Le 9 juin 1926 restera à jamais gravé dans la mémoire collective des Yvelines. En cette fin d'après-midi qui semblait ordinaire, une tornade d'une violence inouïe a déferlé sur plusieurs communes du département, transformant en quelques secondes un paysage paisible en zone de désolation.
Vers 18h45, après un orage qui ne laissait rien présager d'anormal, la nature a montré toute sa puissance destructrice. En l'espace de 15 secondes seulement, une tornade de forte intensité (EF3 selon l'échelle de Fujita) a balayé 12 kilomètres de territoire yvelinois sur une largeur moyenne de 300 mètres.
Les vents, estimés entre 220 et 270 km/h, ont traversé quatre communes : Houdan au fond d'Orval, Gressey au hameau de Brunel, Civry-la-Forêt au Buisson, et Mulcent. Le village de Gressey, situé près de Houdan, a particulièrement subi les assauts de ce phénomène météorologique exceptionnel.
Les témoignages de l'époque décrivent un spectacle apocalyptique. Les hangars agricoles ont été entièrement soulevés ou démolis, les toitures arrachées, certaines maisons solidement bâties effondrées ou éventrées. Des arbres feuillus ont été déracinés et d'autres brisés net.
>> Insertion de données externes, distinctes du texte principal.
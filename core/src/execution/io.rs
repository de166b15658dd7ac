// Licensed to the Apache Software Foundation (ASF) under one
// or more contributor license agreements.  See the NOTICE file
// distributed with this work for additional information
// regarding copyright ownership.  The ASF licenses this file
// to you under the Apache License, Version 2.0 (the
// "License"); you may not use this file except in compliance
// with the License.  You may obtain a copy of the License at
//
//   http://www.apache.org/licenses/LICENSE-2.0
//
// Unless required by applicable law or agreed to in writing,
// software distributed under the License is distributed on an
// "AS IS" BASIS, WITHOUT WARRANTIES OR CONDITIONS OF ANY
// KIND, either express or implied.  See the License for the
// specific language governing permissions and limitations
// under the License.

//! Reading and writing delimited row files.

use std::fs::{File, OpenOptions};
use std::io::{BufRead, BufReader, BufWriter, Write};
use std::path::{Path, PathBuf};

use log::debug;

use crate::errors::{JoinError, JoinResult};
use crate::execution::relation::Record;

/// I/O buffer size for sequential scans and output flushes.
pub(crate) const IO_BUFFER_SIZE: usize = 256 * 1024;

/// Buffer size for each of the many files open at once while partitioning
/// or merging runs. Kept small so `n` open writers stay cheap.
pub(crate) const FANOUT_BUFFER_SIZE: usize = 32 * 1024;

/// Strips the line terminator. Returns `None` for blank lines, which are
/// not rows.
pub(crate) fn trim_line(line: &str) -> Option<&str> {
    let line = line.trim_end_matches(['\n', '\r']);
    if line.is_empty() {
        None
    } else {
        Some(line)
    }
}

/// Counts the rows of a delimited file with one sequential scan.
pub fn count_rows(path: &Path) -> JoinResult<u64> {
    let file = open_for_read(path)?;
    let mut reader = BufReader::with_capacity(IO_BUFFER_SIZE, file);
    let mut line = String::new();
    let mut rows = 0u64;
    loop {
        line.clear();
        if reader.read_line(&mut line)? == 0 {
            break;
        }
        if trim_line(&line).is_some() {
            rows += 1;
        }
    }
    Ok(rows)
}

pub(crate) fn open_for_read(path: &Path) -> JoinResult<File> {
    File::open(path).map_err(|e| {
        JoinError::IO {
            source: std::io::Error::new(
                e.kind(),
                format!("Failed to open '{}' for reading: {e}", path.display()),
            ),
        }
    })
}

/// Creates (or truncates) `path` for writing.
pub(crate) fn create_for_write(path: &Path) -> JoinResult<File> {
    OpenOptions::new()
        .write(true)
        .create(true)
        .truncate(true)
        .open(path)
        .map_err(|e| JoinError::IO {
            source: std::io::Error::new(
                e.kind(),
                format!("Failed to create '{}': {e}", path.display()),
            ),
        })
}

fn open_for_append(path: &Path) -> JoinResult<File> {
    OpenOptions::new()
        .append(true)
        .open(path)
        .map_err(|e| JoinError::IO {
            source: std::io::Error::new(
                e.kind(),
                format!("Failed to open '{}' for append: {e}", path.display()),
            ),
        })
}

/// Sequential reader over the rows of a delimited file.
pub struct DelimitedReader {
    reader: BufReader<File>,
    delimiter: char,
    line: String,
}

impl DelimitedReader {
    pub fn try_new(path: &Path, delimiter: char) -> JoinResult<Self> {
        Self::with_capacity(path, delimiter, IO_BUFFER_SIZE)
    }

    pub(crate) fn with_capacity(path: &Path, delimiter: char, capacity: usize) -> JoinResult<Self> {
        let file = open_for_read(path)?;
        Ok(Self {
            reader: BufReader::with_capacity(capacity, file),
            delimiter,
            line: String::new(),
        })
    }

    /// Reads the next row, or `None` at end of file.
    pub fn read_record(&mut self) -> JoinResult<Option<Record>> {
        loop {
            self.line.clear();
            if self.reader.read_line(&mut self.line)? == 0 {
                return Ok(None);
            }
            if let Some(line) = trim_line(&self.line) {
                return Ok(Some(Record::parse(line, self.delimiter)));
            }
        }
    }
}

impl Iterator for DelimitedReader {
    type Item = JoinResult<Record>;

    fn next(&mut self) -> Option<Self::Item> {
        self.read_record().transpose()
    }
}

/// Destination for joined rows.
pub trait RowSink {
    fn emit(&mut self, record: Record) -> JoinResult<()>;
}

/// Whether the next flush creates the output file or appends to it.
#[derive(Debug, Clone, Copy, PartialEq, Eq)]
enum WriteMode {
    Create,
    Append,
}

/// Buffered writer for a join's output file.
///
/// Rows are held in memory until `capacity` of them are buffered, then
/// written out in one go. The first flush creates (truncating) the file and
/// later flushes append, so callers only ever see [`RowSink::emit`].
pub struct OutputWriter {
    path: PathBuf,
    delimiter: char,
    buffer: Vec<Record>,
    capacity: usize,
    mode: WriteMode,
    rows_written: u64,
    flush_count: usize,
}

impl OutputWriter {
    pub fn new(path: impl Into<PathBuf>, delimiter: char, capacity: usize) -> Self {
        let capacity = capacity.max(1);
        Self {
            path: path.into(),
            delimiter,
            buffer: Vec::with_capacity(capacity),
            capacity,
            mode: WriteMode::Create,
            rows_written: 0,
            flush_count: 0,
        }
    }

    pub fn path(&self) -> &Path {
        &self.path
    }

    /// Rows emitted so far, including those still buffered.
    pub fn rows_emitted(&self) -> u64 {
        self.rows_written + self.buffer.len() as u64
    }

    /// Appends a batch of rows, flushing whenever the buffer fills up.
    pub fn emit_all(&mut self, records: Vec<Record>) -> JoinResult<()> {
        for record in records {
            self.emit(record)?;
        }
        Ok(())
    }

    fn flush(&mut self) -> JoinResult<()> {
        let file = match self.mode {
            WriteMode::Create => create_for_write(&self.path)?,
            WriteMode::Append => open_for_append(&self.path)?,
        };
        let mut writer = BufWriter::with_capacity(IO_BUFFER_SIZE, file);
        for record in &self.buffer {
            record.write_line(&mut writer, self.delimiter)?;
        }
        writer.flush()?;

        self.rows_written += self.buffer.len() as u64;
        self.flush_count += 1;
        self.mode = WriteMode::Append;
        self.buffer.clear();
        Ok(())
    }

    /// Writes any buffered rows and makes sure the output file exists, even
    /// if no row was ever emitted. Returns the number of rows written.
    pub fn finish(mut self) -> JoinResult<u64> {
        if !self.buffer.is_empty() || self.mode == WriteMode::Create {
            self.flush()?;
        }
        debug!(
            "OutputWriter: finished {} with {} rows in {} flushes",
            self.path.display(),
            self.rows_written,
            self.flush_count
        );
        Ok(self.rows_written)
    }
}

impl RowSink for OutputWriter {
    fn emit(&mut self, record: Record) -> JoinResult<()> {
        self.buffer.push(record);
        if self.buffer.len() >= self.capacity {
            self.flush()?;
        }
        Ok(())
    }
}

impl RowSink for Vec<Record> {
    fn emit(&mut self, record: Record) -> JoinResult<()> {
        self.push(record);
        Ok(())
    }
}

/// Reads every row of a file into memory. Intended for small files and
/// tests.
pub fn read_all(path: &Path, delimiter: char) -> JoinResult<Vec<Record>> {
    DelimitedReader::try_new(path, delimiter)?.collect()
}

#[cfg(test)]
mod tests {
    use super::*;
    use std::fs;

    #[test]
    fn reader_skips_blank_lines_and_carriage_returns() {
        let dir = tempfile::tempdir().unwrap();
        let path = dir.path().join("r.csv");
        fs::write(&path, "1,a\r\n\n2,b\n3,c").unwrap();

        let rows = read_all(&path, ',').unwrap();
        assert_eq!(
            rows,
            vec![
                Record::from(vec!["1", "a"]),
                Record::from(vec!["2", "b"]),
                Record::from(vec!["3", "c"]),
            ]
        );
        assert_eq!(count_rows(&path).unwrap(), 3);
    }

    #[test]
    fn missing_input_is_an_io_error() {
        let dir = tempfile::tempdir().unwrap();
        let result = DelimitedReader::try_new(&dir.path().join("nope.csv"), ',');
        assert!(matches!(result, Err(JoinError::IO { .. })));
    }

    #[test]
    fn output_writer_flushes_at_capacity_and_appends() {
        let dir = tempfile::tempdir().unwrap();
        let path = dir.path().join("out.csv");
        fs::write(&path, "stale contents\n").unwrap();

        let mut writer = OutputWriter::new(&path, ',', 2);
        writer.emit(Record::from(vec!["1", "a"])).unwrap();
        assert_eq!(fs::read_to_string(&path).unwrap(), "stale contents\n");

        writer.emit(Record::from(vec!["2", "b"])).unwrap();
        assert_eq!(fs::read_to_string(&path).unwrap(), "1,a\n2,b\n");

        writer.emit(Record::from(vec!["3", "c"])).unwrap();
        assert_eq!(writer.rows_emitted(), 3);
        assert_eq!(writer.finish().unwrap(), 3);
        assert_eq!(fs::read_to_string(&path).unwrap(), "1,a\n2,b\n3,c\n");
    }

    #[test]
    fn output_writer_creates_empty_artifact() {
        let dir = tempfile::tempdir().unwrap();
        let path = dir.path().join("empty.csv");
        let writer = OutputWriter::new(&path, ',', 8);
        assert_eq!(writer.finish().unwrap(), 0);
        assert_eq!(fs::read_to_string(&path).unwrap(), "");
    }
}
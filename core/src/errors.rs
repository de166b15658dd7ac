// Licensed to the Apache Software Foundation (ASF) under one
// or more contributor license agreements.  See the NOTICE file
// distributed with this work for additional information
// regarding copyright ownership.  The ASF licenses this file
// to you under the Apache License, Version 2.0 (the
// "License"); you may not use this file except in compliance
// with the License.  You may obtain a copy of the License at
//
//   http://www.apache.org/licenses/LICENSE-2.0
//
// Unless required by applicable law or agreed to in writing,
// software distributed under the License is distributed on an
// "AS IS" BASIS, WITHOUT WARRANTIES OR CONDITIONS OF ANY
// KIND, either express or implied.  See the License for the
// specific language governing permissions and limitations
// under the License.

//! Errors raised while partitioning, sorting and joining relations.

use std::result;

#[derive(thiserror::Error, Debug)]
pub enum JoinError {
    /// Rejected before any scratch file is written.
    #[error("Configuration Error: {0}")]
    Config(String),

    /// The join key of a row could not be read as an integer.
    #[error("Malformed join key '{value}' in relation '{relation}'")]
    MalformedKey { relation: String, value: String },

    /// The join key index points past the end of a row.
    #[error("Relation '{relation}' has a row with {width} fields, join key index {index} is out of bounds")]
    MissingField {
        relation: String,
        index: usize,
        width: usize,
    },

    #[error("Page {page} out of bounds for relation '{relation}' with {num_pages} pages")]
    PageOutOfBounds {
        relation: String,
        page: usize,
        num_pages: usize,
    },

    #[error("Join Internal Error: {0}")]
    Internal(String),

    #[error(transparent)]
    IO {
        #[from]
        source: std::io::Error,
    },

    #[error(transparent)]
    TaskJoin {
        #[from]
        source: tokio::task::JoinError,
    },
}

pub type JoinResult<T> = result::Result<T, JoinError>;

impl JoinError {
    pub(crate) fn malformed_key(relation: &str, value: &str) -> Self {
        JoinError::MalformedKey {
            relation: relation.to_string(),
            value: value.to_string(),
        }
    }
}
Une voiture située dans un hangar fut enlevée et déplacée à plus de 100 mètres de distance. L'anecdote la plus saisissante concerne Léon Leroy, maire de Gressey, qui se trouvait sur le pas de son étable au moment du passage de la tornade. L'homme fut littéralement soulevé par le phénomène et transporté à 60 mètres de distance dans une prairie, au milieu des vaches.
Miraculeusement, aucune victime humaine ne fut à déplorer, fait que personne n'a jamais pu expliquer.
L'organisation des secours témoigne des moyens limités de l'époque. En 1926, il n'y avait pas de pompiers dans les communes rurales, le téléphone était rare et les lignes avaient été coupées par la tornade. C'est Léon Leroy qui, vers 19h30, envoya un automobiliste prévenir le sous-préfet et le commandant de gendarmerie à Mantes-la-Jolie.
À 23 heures, Auguste Goust, député-maire de Mantes-la-Jolie, accompagné du sous-préfet et du commandant de gendarmerie, arrivait sur les lieux du sinistre. Dès 3 heures du matin le 10 juin, une vingtaine de sapeurs du génie de Versailles déployaient leurs moyens : matériel de secours, équipements pour abattre les pans de murs menaçants et rétablissement des lignes électriques et téléphoniques en une demi-journée.
Comme le relate le maire de l'époque dans ses témoignages, les compagnies d'assurance n'ont pas indemnisé les victimes de cette catastrophe naturelle. Il faut rappeler qu'en 1926, le système d'assurance contre les catastrophes naturelles n'existait pas en France - il ne sera créé qu'en 1982 par la loi du 13 juillet.
Face à cette situation, c'est la solidarité des communes voisines et les souscriptions publiques qui ont permis aux paysans de Gressey et des alentours de panser leurs blessures et d'engranger leur récolte malgré la destruction de leur matériel agricole, préparé pour la moisson prochaine.
Cette tornade de Gressey reste aujourd'hui encore l'un des phénomènes météorologiques les plus violents répertoriés dans les Yvelines. Elle s'inscrit dans la liste des tornades historiques de France et témoigne de la vulnérabilité des territoires ruraux face aux caprices de la nature.